Question(s) For Expert Witness
- 1. What is the normal work up for the complaints the patient in this case presented with?
- 2. What is the standard of care for a patient with suspected MI?
- 3. Could the outcome have been different had the patient's MI been diagnosed sooner?
Expert Witness Response E-000615
The usual workup for a patient like this is an electrocardiogram upon arrival, complete blood count (CBC), metabolic panel, portable chest x-ray, IV access and placement on a telemetry monitor. Depending on the history, pain control is indicated, sometimes with nitroglycerine. If the first set of enzymes and electrocardiogram are normal, a second set is done 90 minutes to up to eight hours later, depending on local protocol. If an MI is suspected, the above work up is initiated, nitroglycerin is administered, unless otherwise contraindicated, and heparin or lovenox is administered. If there is a strong suspicion for acute MI, the cath lab team is called, then the cardiologist, for evaluation in the cath lab. As for outcome, if he presented with symptoms that were over four hours old, the outcome may not have been different. I would defer to a cardiologist as to any different outcome if the MI were diagnosed earlier.

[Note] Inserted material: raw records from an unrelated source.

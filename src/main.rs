//! # Ambit Backend - Main Application Entry Point
//!
//! Voice-assistant backend: clients stream microphone audio over a WebSocket,
//! the server segments it into utterances, and each utterance runs through
//! transcription, a tool-capable completion, and speech synthesis before the
//! reply audio streams back as a data URL.
//!
//! ## Application Architecture:
//! - **audio**: Buffering, voice-activity detection, and utterance segmentation
//! - **backends**: OpenAI transcription/completion and ElevenLabs synthesis clients
//! - **turn**: Orchestration of one conversational turn
//! - **session**: Per-connection state and the live-session registry
//! - **websocket**: The connection actor and wire protocol routing
//! - **config / state / health / middleware / handlers / error**: The HTTP
//!   server plumbing around it

mod audio;
mod backends;
mod config;
mod error;
mod handlers;
mod health;
mod history;
mod middleware;
mod persona;
mod protocol;
mod session;
mod state;
mod tools;
mod turn;
mod websocket;

use actix_cors::Cors;
use actix_web::{middleware::Logger, web, App, HttpServer};
use anyhow::Result;
use config::{AppConfig, Credentials};
use state::AppState;
use std::sync::atomic::{AtomicBool, Ordering};
use tracing::{error, info, warn};
use tracing_subscriber::{layer::SubscriberExt, util::SubscriberInitExt};

/// Global shutdown flag set by the signal handler task.
static SHUTDOWN_SIGNAL: AtomicBool = AtomicBool::new(false);

#[actix_web::main]
async fn main() -> Result<()> {
    dotenv::dotenv().ok();

    init_tracing()?;

    let config = AppConfig::load()?;
    config.validate()?;

    let credentials = Credentials::from_env();
    if credentials.openai_api_key.is_none() {
        warn!("OPENAI_API_KEY is not set; turns will fail unless clients supply a key");
    }
    if credentials.elevenlabs_api_key.is_none() {
        warn!("ELEVENLABS_API_KEY is not set; synthesis will fail unless clients supply a key");
    }

    info!("Starting ambit-backend v{}", env!("CARGO_PKG_VERSION"));
    info!(
        "Configuration loaded: {}:{}",
        config.server.host, config.server.port
    );

    let bind_addr = format!("{}:{}", config.server.host, config.server.port);
    let app_state = AppState::new(config, credentials);

    setup_signal_handlers();

    info!("Starting HTTP server on {}", bind_addr);

    let server = HttpServer::new(move || {
        let cors = Cors::default()
            .allow_any_origin()
            .allow_any_method()
            .allow_any_header()
            .max_age(3600);

        App::new()
            .app_data(web::Data::new(app_state.clone()))
            .wrap(cors)
            .wrap(Logger::default())
            .wrap(middleware::MetricsMiddleware)
            .wrap(middleware::RequestLogging)
            .service(
                web::scope("/api/v1")
                    .route("/health", web::get().to(health::health_check))
                    .route("/metrics", web::get().to(health::detailed_metrics))
                    .route("/config", web::get().to(handlers::get_config))
                    .route("/config", web::put().to(handlers::update_config)),
            )
            // Root-level conveniences: health for load balancers, the
            // WebSocket endpoint for clients
            .route("/health", web::get().to(health::health_check))
            .route("/ws", web::get().to(websocket::websocket_route))
    })
    .bind(&bind_addr)?
    .run();

    let server_handle = server.handle();
    let server_task = tokio::spawn(server);

    tokio::select! {
        result = server_task => {
            match result {
                Ok(server_result) => {
                    if let Err(e) = server_result {
                        error!("Server error: {}", e);
                    }
                }
                Err(e) => {
                    error!("Server task error: {}", e);
                }
            }
        }
        _ = wait_for_shutdown() => {
            info!("Shutdown signal received, stopping server...");
            server_handle.stop(true).await;
        }
    }

    info!("Server stopped gracefully");
    Ok(())
}

/// Console logging via tracing. `RUST_LOG` overrides the default filter.
fn init_tracing() -> Result<()> {
    tracing_subscriber::registry()
        .with(
            tracing_subscriber::EnvFilter::try_from_default_env()
                .unwrap_or_else(|_| "ambit_backend=debug,actix_web=info".into()),
        )
        .with(tracing_subscriber::fmt::layer())
        .init();

    Ok(())
}

/// Listen for SIGTERM/SIGINT and flip the shutdown flag.
fn setup_signal_handlers() {
    tokio::spawn(async {
        let mut sigterm = tokio::signal::unix::signal(tokio::signal::unix::SignalKind::terminate())
            .expect("Failed to install SIGTERM handler");
        let mut sigint = tokio::signal::unix::signal(tokio::signal::unix::SignalKind::interrupt())
            .expect("Failed to install SIGINT handler");

        tokio::select! {
            _ = sigterm.recv() => {
                info!("Received SIGTERM");
            }
            _ = sigint.recv() => {
                info!("Received SIGINT");
            }
        }

        SHUTDOWN_SIGNAL.store(true, Ordering::SeqCst);
    });
}

async fn wait_for_shutdown() {
    while !SHUTDOWN_SIGNAL.load(Ordering::SeqCst) {
        tokio::time::sleep(tokio::time::Duration::from_millis(100)).await;
    }
}
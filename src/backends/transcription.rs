//! # Speech Transcription Backend
//!
//! Turns a finalized utterance (float32 mono samples) into text. The OpenAI
//! implementation uploads the audio as a 16-bit PCM WAV via multipart form,
//! which is the container Whisper accepts without an extra decode step.

use crate::error::AppError;
use async_trait::async_trait;
use std::io::Cursor;
use tracing::debug;

use super::resolve_key;

/// Converts recorded speech to text.
#[async_trait]
pub trait TranscriptionBackend: Send + Sync {
    /// Transcribe mono float32 samples at the given rate. Returns the raw
    /// transcript; an empty or whitespace-only result means no usable speech.
    async fn transcribe(
        &self,
        samples: &[f32],
        sample_rate: u32,
        api_key_override: Option<&str>,
    ) -> Result<String, AppError>;
}

/// Encode float32 samples as a mono 16-bit PCM WAV file in memory.
///
/// Samples are clamped to [-1.0, 1.0] before scaling so out-of-range input
/// can't wrap around to the opposite sign.
pub fn encode_wav_pcm16(samples: &[f32], sample_rate: u32) -> Result<Vec<u8>, AppError> {
    let pcm: Vec<i16> = samples
        .iter()
        .map(|&s| (s.clamp(-1.0, 1.0) * i16::MAX as f32) as i16)
        .collect();

    let header = wav::Header::new(wav::WAV_FORMAT_PCM, 1, sample_rate, 16);
    let mut cursor = Cursor::new(Vec::new());
    wav::write(header, &wav::BitDepth::Sixteen(pcm), &mut cursor)
        .map_err(|e| AppError::Transcription(format!("WAV encoding failed: {}", e)))?;

    Ok(cursor.into_inner())
}

/// OpenAI audio transcription client (Whisper).
pub struct OpenAiTranscription {
    client: reqwest::Client,
    model: String,
    api_key: Option<String>,
    base_url: String,
}

impl OpenAiTranscription {
    pub fn new(client: reqwest::Client, model: String, api_key: Option<String>) -> Self {
        Self {
            client,
            model,
            api_key,
            base_url: "https://api.openai.com/v1".to_string(),
        }
    }
}

#[async_trait]
impl TranscriptionBackend for OpenAiTranscription {
    async fn transcribe(
        &self,
        samples: &[f32],
        sample_rate: u32,
        api_key_override: Option<&str>,
    ) -> Result<String, AppError> {
        let key = resolve_key(api_key_override, self.api_key.as_deref(), "OpenAI")?;
        let wav_bytes = encode_wav_pcm16(samples, sample_rate)?;

        debug!(
            bytes = wav_bytes.len(),
            secs = samples.len() as f32 / sample_rate as f32,
            "uploading utterance for transcription"
        );

        let file_part = reqwest::multipart::Part::bytes(wav_bytes)
            .file_name("utterance.wav")
            .mime_str("audio/wav")
            .map_err(|e| AppError::Transcription(format!("invalid mime type: {}", e)))?;

        let form = reqwest::multipart::Form::new()
            .part("file", file_part)
            .text("model", self.model.clone())
            .text("response_format", "text");

        let response = self
            .client
            .post(format!("{}/audio/transcriptions", self.base_url))
            .bearer_auth(key)
            .multipart(form)
            .send()
            .await
            .map_err(|e| AppError::Transcription(format!("transcription request failed: {}", e)))?;

        let status = response.status();
        let body = response.text().await.unwrap_or_default();
        if !status.is_success() {
            return Err(AppError::Transcription(format!(
                "transcription backend returned {}: {}",
                status, body
            )));
        }

        Ok(body.trim().to_string())
    }
}
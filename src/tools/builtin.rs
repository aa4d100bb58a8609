//! # Built-in Assistant Tools
//!
//! The functions the assistant character advertises to the model. The vision
//! tools delegate to a camera peripheral that lives on the client device, not
//! on this server; when no peripheral is attached they fail, and the registry
//! turns that failure into an error string the model relays in character.

use super::{ExecutionAffinity, Tool};
use crate::error::AppError;
use serde_json::{json, Value};
use std::fs;
use std::path::Path;
use tracing::info;

fn no_camera(action: &str) -> AppError {
    AppError::Internal(format!(
        "no camera peripheral is attached to this server, cannot {}",
        action
    ))
}

/// Face-recognition identity check. Mandatory for "who am I?" questions per
/// the character instructions.
pub struct IdentifyUser;

impl Tool for IdentifyUser {
    fn name(&self) -> &'static str {
        "identify_user"
    }

    fn description(&self) -> &'static str {
        "Identify who is currently speaking by matching their face against saved profiles. \
         Call this whenever the user asks who they are or what their name is."
    }

    fn parameters_schema(&self) -> Value {
        json!({ "type": "object", "properties": {}, "required": [] })
    }

    fn affinity(&self) -> ExecutionAffinity {
        // Face embedding comparison is pure computation
        ExecutionAffinity::CpuBound
    }

    fn run(&self, _arguments: &Value) -> Result<String, AppError> {
        Err(no_camera("identify the user"))
    }
}

/// Capture and store a new face profile under a given name.
pub struct SaveNewUserFace;

impl Tool for SaveNewUserFace {
    fn name(&self) -> &'static str {
        "save_new_user_face"
    }

    fn description(&self) -> &'static str {
        "Save the current user's face under a name so they can be recognized later. \
         Use when someone introduces themselves and wants to be remembered."
    }

    fn parameters_schema(&self) -> Value {
        json!({
            "type": "object",
            "properties": {
                "name": {
                    "type": "string",
                    "description": "Name to store the face profile under"
                }
            },
            "required": ["name"]
        })
    }

    fn affinity(&self) -> ExecutionAffinity {
        // Capture + profile write is I/O against the device
        ExecutionAffinity::Blocking
    }

    fn run(&self, arguments: &Value) -> Result<String, AppError> {
        let name = arguments["name"].as_str().unwrap_or("unknown");
        info!(name = name, "face profile save requested");
        Err(no_camera(&format!("save a face profile for {}", name)))
    }
}

/// Describe what the webcam currently sees.
pub struct AnalyzeImageFromWebcam;

impl Tool for AnalyzeImageFromWebcam {
    fn name(&self) -> &'static str {
        "analyze_image_from_webcam"
    }

    fn description(&self) -> &'static str {
        "Take a webcam snapshot and describe what is visible. Use when the user \
         asks what you can see."
    }

    fn parameters_schema(&self) -> Value {
        json!({
            "type": "object",
            "properties": {
                "question": {
                    "type": "string",
                    "description": "Optional specific question about the scene"
                }
            },
            "required": []
        })
    }

    fn affinity(&self) -> ExecutionAffinity {
        ExecutionAffinity::Blocking
    }

    fn run(&self, _arguments: &Value) -> Result<String, AppError> {
        Err(no_camera("capture an image"))
    }
}

/// Queue Ambit's favorite song for playback.
pub struct PlayFavoriteSong;

/// Song asset path, relative to the server's working directory.
const FAVORITE_SONG_PATH: &str = "assets/Favsong.mp3";

impl PlayFavoriteSong {
    /// Check the song asset and report the outcome as a tool result string.
    /// A missing file degrades to an error message the model relays in
    /// character rather than failing the turn.
    fn queue_song(path: &Path) -> String {
        match fs::metadata(path) {
            Ok(_) => {
                info!(path = %path.display(), "favorite song queued for playback");
                "Favorite song queued for playback.".to_string()
            }
            Err(_) => format!("Error: song file not found at {}", path.display()),
        }
    }
}

impl Tool for PlayFavoriteSong {
    fn name(&self) -> &'static str {
        "play_favorite_song"
    }

    fn description(&self) -> &'static str {
        "After responding with an introductory phrase, call this function to \
         play Ambit's favorite song. This function doesn't take any arguments."
    }

    fn parameters_schema(&self) -> Value {
        json!({ "type": "object", "properties": {}, "required": [] })
    }

    fn affinity(&self) -> ExecutionAffinity {
        // Reads the song asset off disk
        ExecutionAffinity::Blocking
    }

    fn run(&self, _arguments: &Value) -> Result<String, AppError> {
        Ok(Self::queue_song(Path::new(FAVORITE_SONG_PATH)))
    }
}

#[cfg(test)]
mod tests {
    use super::*;

    #[test]
    fn test_play_favorite_song_takes_no_arguments() {
        let schema = PlayFavoriteSong.parameters_schema();
        assert_eq!(schema["properties"], json!({}));
        assert_eq!(schema["required"], json!([]));
    }

    #[test]
    fn test_play_favorite_song_queues_existing_asset() {
        let path = std::env::temp_dir().join("ambit_favsong_test.mp3");
        fs::write(&path, b"mp3").unwrap();

        let result = PlayFavoriteSong::queue_song(&path);
        assert_eq!(result, "Favorite song queued for playback.");

        fs::remove_file(&path).ok();
    }

    #[test]
    fn test_play_favorite_song_reports_missing_asset() {
        let result = PlayFavoriteSong::queue_song(Path::new("assets/nonexistent.mp3"));
        assert!(result.starts_with("Error: song file not found"));
    }

    #[test]
    fn test_camera_tools_fail_without_peripheral() {
        assert!(IdentifyUser.run(&json!({})).is_err());
        assert!(SaveNewUserFace.run(&json!({ "name": "Kyle" })).is_err());
        assert!(AnalyzeImageFromWebcam.run(&json!({})).is_err());
    }

    #[test]
    fn test_affinities_are_declared() {
        assert_eq!(IdentifyUser.affinity(), ExecutionAffinity::CpuBound);
        assert_eq!(SaveNewUserFace.affinity(), ExecutionAffinity::Blocking);
        assert_eq!(AnalyzeImageFromWebcam.affinity(), ExecutionAffinity::Blocking);
        assert_eq!(PlayFavoriteSong.affinity(), ExecutionAffinity::Blocking);
    }
}
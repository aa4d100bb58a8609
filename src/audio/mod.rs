//! # Audio Pipeline Module
//!
//! Realtime audio handling for the voice assistant: per-connection sample
//! buffering, voice-activity detection, and the segmentation logic that
//! turns a continuous microphone stream into discrete utterances (and
//! interruption signals while the assistant is speaking).
//!
//! ## Key Components:
//! - **AudioBuffer**: Rolling 15-second window of normalized mono samples
//! - **SpeechDetector / EarshotDetector**: VAD behind a trait seam
//! - **SpeechSegmenter**: Interruption + utterance-finalization decisions
//!
//! ## Audio Format:
//! Clients stream base64-encoded little-endian float32 PCM, mono, at a
//! sample rate they declare with the first chunk (8/16/32/48 kHz supported
//! by the detector). The rate is pinned for the connection's lifetime.

pub mod buffer;    // Rolling per-connection sample window
pub mod segmenter; // Interruption + finalization state machine
pub mod vad;       // Voice-activity detection trait + earshot impl
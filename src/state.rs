//! # Application State Management
//!
//! Shared state handed to every HTTP handler and WebSocket connection. The
//! mutable pieces (runtime-updatable config, request metrics) live behind
//! `Arc<RwLock<T>>` so many requests can read concurrently while updates
//! stay exclusive; the heavyweight collaborators (backends, segmenter,
//! session registry) are built once at startup and shared as `Arc`s.

use crate::audio::segmenter::SpeechSegmenter;
use crate::audio::vad::EarshotDetector;
use crate::backends::{
    ElevenLabsSynthesis, OpenAiCompletion, OpenAiTranscription, RetryPolicy,
};
use crate::config::{AppConfig, Credentials};
use crate::session::ConnectionManager;
use crate::tools::ToolRegistry;
use crate::turn::TurnOrchestrator;
use std::collections::HashMap;
use std::sync::{Arc, RwLock};
use std::time::Instant;

/// State shared across all handlers and sessions.
#[derive(Clone)]
pub struct AppState {
    /// Runtime configuration; updatable through the config endpoint
    pub config: Arc<RwLock<AppConfig>>,

    /// Request counters, updated by middleware on every request
    pub metrics: Arc<RwLock<AppMetrics>>,

    /// When the server started
    pub start_time: Instant,

    /// Registry of live WebSocket sessions
    pub connections: Arc<ConnectionManager>,

    /// Segmentation over inbound audio, shared by all sessions
    pub segmenter: Arc<SpeechSegmenter>,

    /// Turn pipeline against the real backends
    pub orchestrator: Arc<TurnOrchestrator>,
}

/// Counters collected across all HTTP requests.
#[derive(Debug, Default)]
pub struct AppMetrics {
    pub request_count: u64,
    pub error_count: u64,
    pub endpoint_metrics: HashMap<String, EndpointMetric>,
}

/// Per-endpoint request statistics.
#[derive(Debug, Default, Clone)]
pub struct EndpointMetric {
    pub request_count: u64,
    pub total_duration_ms: u64,
    pub error_count: u64,
}

impl AppState {
    /// Wire up the full application: backend clients from the config and
    /// environment credentials, the VAD segmenter, the tool registry, and
    /// the session registry.
    pub fn new(config: AppConfig, credentials: Credentials) -> Self {
        let http = reqwest::Client::new();
        let retry = RetryPolicy::from_config(&config.backends);

        let transcription = Arc::new(OpenAiTranscription::new(
            http.clone(),
            config.backends.transcription_model.clone(),
            credentials.openai_api_key.clone(),
        ));
        let completion = Arc::new(OpenAiCompletion::new(
            http.clone(),
            config.backends.openai_model.clone(),
            credentials.openai_api_key.clone(),
        ));
        let synthesis = Arc::new(ElevenLabsSynthesis::new(
            http,
            config.backends.elevenlabs_model.clone(),
            credentials.elevenlabs_api_key,
        ));

        let tools = Arc::new(ToolRegistry::with_builtins(
            config.performance.cpu_worker_threads,
        ));
        let orchestrator = Arc::new(TurnOrchestrator::new(
            transcription,
            completion,
            synthesis,
            tools,
            retry,
        ));

        let segmenter = Arc::new(SpeechSegmenter::new(
            Arc::new(EarshotDetector::new()),
            config.audio.trailing_silence_secs,
            config.audio.interruption_speech_secs,
        ));

        let connections = Arc::new(ConnectionManager::new(
            config.performance.max_concurrent_sessions,
            config.backends.default_voice_id.clone(),
            config.performance.history_limit,
            config.audio.max_window_seconds,
        ));

        Self {
            config: Arc::new(RwLock::new(config)),
            metrics: Arc::new(RwLock::new(AppMetrics::default())),
            start_time: Instant::now(),
            connections,
            segmenter,
            orchestrator,
        }
    }

    /// Copy of the current configuration. Cloning releases the read lock
    /// immediately so writers are never blocked behind a handler.
    pub fn get_config(&self) -> AppConfig {
        self.config.read().unwrap().clone()
    }

    /// Replace the configuration after validating it, so the stored config
    /// is always valid.
    pub fn update_config(&self, new_config: AppConfig) -> Result<(), String> {
        match new_config.validate() {
            Ok(_) => {
                *self.config.write().unwrap() = new_config;
                Ok(())
            }
            Err(e) => Err(e.to_string()),
        }
    }

    pub fn increment_request_count(&self) {
        self.metrics.write().unwrap().request_count += 1;
    }

    pub fn increment_error_count(&self) {
        self.metrics.write().unwrap().error_count += 1;
    }

    /// Record one request against its endpoint's counters.
    pub fn record_endpoint_request(&self, endpoint: &str, duration_ms: u64, is_error: bool) {
        let mut metrics = self.metrics.write().unwrap();
        let endpoint_metric = metrics
            .endpoint_metrics
            .entry(endpoint.to_string())
            .or_default();

        endpoint_metric.request_count += 1;
        endpoint_metric.total_duration_ms += duration_ms;
        if is_error {
            endpoint_metric.error_count += 1;
        }
    }

    /// Consistent copy of the metrics, taken under the read lock so nothing
    /// shifts while the response is serialized.
    pub fn get_metrics_snapshot(&self) -> AppMetrics {
        let metrics = self.metrics.read().unwrap();
        AppMetrics {
            request_count: metrics.request_count,
            error_count: metrics.error_count,
            endpoint_metrics: metrics.endpoint_metrics.clone(),
        }
    }

    pub fn active_sessions(&self) -> usize {
        self.connections.active_count()
    }

    pub fn get_uptime_seconds(&self) -> u64 {
        self.start_time.elapsed().as_secs()
    }
}

impl EndpointMetric {
    pub fn average_duration_ms(&self) -> f64 {
        if self.request_count > 0 {
            self.total_duration_ms as f64 / self.request_count as f64
        } else {
            0.0
        }
    }

    pub fn error_rate(&self) -> f64 {
        if self.request_count > 0 {
            self.error_count as f64 / self.request_count as f64
        } else {
            0.0
        }
    }
}
//! # Conversation History
//!
//! Per-session, bounded record of the conversation. Each WebSocket session
//! owns its own history (created on connect, destroyed on disconnect), so
//! concurrent users never see each other's turns. The store is a ring: once
//! the cap is reached, the oldest entries fall off, keeping per-session
//! memory bounded no matter how long a client stays connected.
//!
//! Only a trailing window of entries is sent to the completion backend per
//! request; the full (bounded) history stays server-side.

use std::collections::VecDeque;

/// Number of trailing history entries included in each completion request.
pub const COMPLETION_WINDOW: usize = 10;

/// One role-tagged entry in a conversation.
#[derive(Debug, Clone, PartialEq)]
pub enum HistoryEntry {
    /// Something the user said (typed or transcribed)
    User { content: String },

    /// The assistant's final reply text for a turn
    Assistant { content: String },

    /// A tool invocation requested by the model
    ToolCall {
        call_id: String,
        name: String,
        arguments: String,
    },

    /// The result of a tool invocation, keyed by the originating call
    ToolResult { call_id: String, output: String },
}

/// Bounded, ordered conversation record for one session.
#[derive(Debug)]
pub struct ConversationHistory {
    entries: VecDeque<HistoryEntry>,
    limit: usize,
}

impl ConversationHistory {
    /// Create an empty history capped at `limit` entries.
    pub fn new(limit: usize) -> Self {
        Self {
            entries: VecDeque::with_capacity(limit.min(64)),
            limit,
        }
    }

    /// Append an entry, dropping the oldest if the ring is full.
    pub fn push(&mut self, entry: HistoryEntry) {
        if self.entries.len() == self.limit {
            self.entries.pop_front();
        }
        self.entries.push_back(entry);
    }

    pub fn push_user(&mut self, content: impl Into<String>) {
        self.push(HistoryEntry::User {
            content: content.into(),
        });
    }

    pub fn push_assistant(&mut self, content: impl Into<String>) {
        self.push(HistoryEntry::Assistant {
            content: content.into(),
        });
    }

    /// The trailing `n` entries, oldest first. This is what a completion
    /// request carries.
    pub fn window(&self, n: usize) -> Vec<HistoryEntry> {
        let skip = self.entries.len().saturating_sub(n);
        self.entries.iter().skip(skip).cloned().collect()
    }

    pub fn len(&self) -> usize {
        self.entries.len()
    }

    pub fn is_empty(&self) -> bool {
        self.entries.is_empty()
    }
}

#[cfg(test)]
mod tests {
    use super::*;

    #[test]
    fn test_push_and_window_order() {
        let mut history = ConversationHistory::new(100);
        history.push_user("hello");
        history.push_assistant("hi there");
        history.push_user("how are you");

        let window = history.window(2);
        assert_eq!(window.len(), 2);
        assert_eq!(
            window[0],
            HistoryEntry::Assistant {
                content: "hi there".into()
            }
        );
        assert_eq!(
            window[1],
            HistoryEntry::User {
                content: "how are you".into()
            }
        );
    }

    #[test]
    fn test_window_larger_than_history() {
        let mut history = ConversationHistory::new(100);
        history.push_user("only entry");
        assert_eq!(history.window(10).len(), 1);
    }

    #[test]
    fn test_ring_drops_oldest() {
        let mut history = ConversationHistory::new(3);
        for i in 0..5 {
            history.push_user(format!("msg {}", i));
        }
        assert_eq!(history.len(), 3);
        let window = history.window(3);
        assert_eq!(
            window[0],
            HistoryEntry::User {
                content: "msg 2".into()
            }
        );
    }

    #[test]
    fn test_tool_entries_keep_call_id() {
        let mut history = ConversationHistory::new(10);
        history.push(HistoryEntry::ToolCall {
            call_id: "call_42".into(),
            name: "identify_user".into(),
            arguments: "{}".into(),
        });
        history.push(HistoryEntry::ToolResult {
            call_id: "call_42".into(),
            output: "It's Kyle".into(),
        });

        match &history.window(1)[0] {
            HistoryEntry::ToolResult { call_id, .. } => assert_eq!(call_id, "call_42"),
            other => panic!("unexpected entry: {:?}", other),
        }
    }
}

Expert Witness Response E-000754
It’s not clear in this synopsis what time intervals occurred between the initial and repeat cardiac markers. Use of TNK rather than PCI (interventional angioplasty) may be site and resource dependent. The radiologic comment of an LAD occlusion is unusual from a CT scan that was probably done to r/o alternative diagnoses. A male with the listed comorbidities would unfortunately have reduced cardiac function with an AMI of any duration. Based on this synopsis and my comments, I sense adherence to the usual SOC for an emergency physician.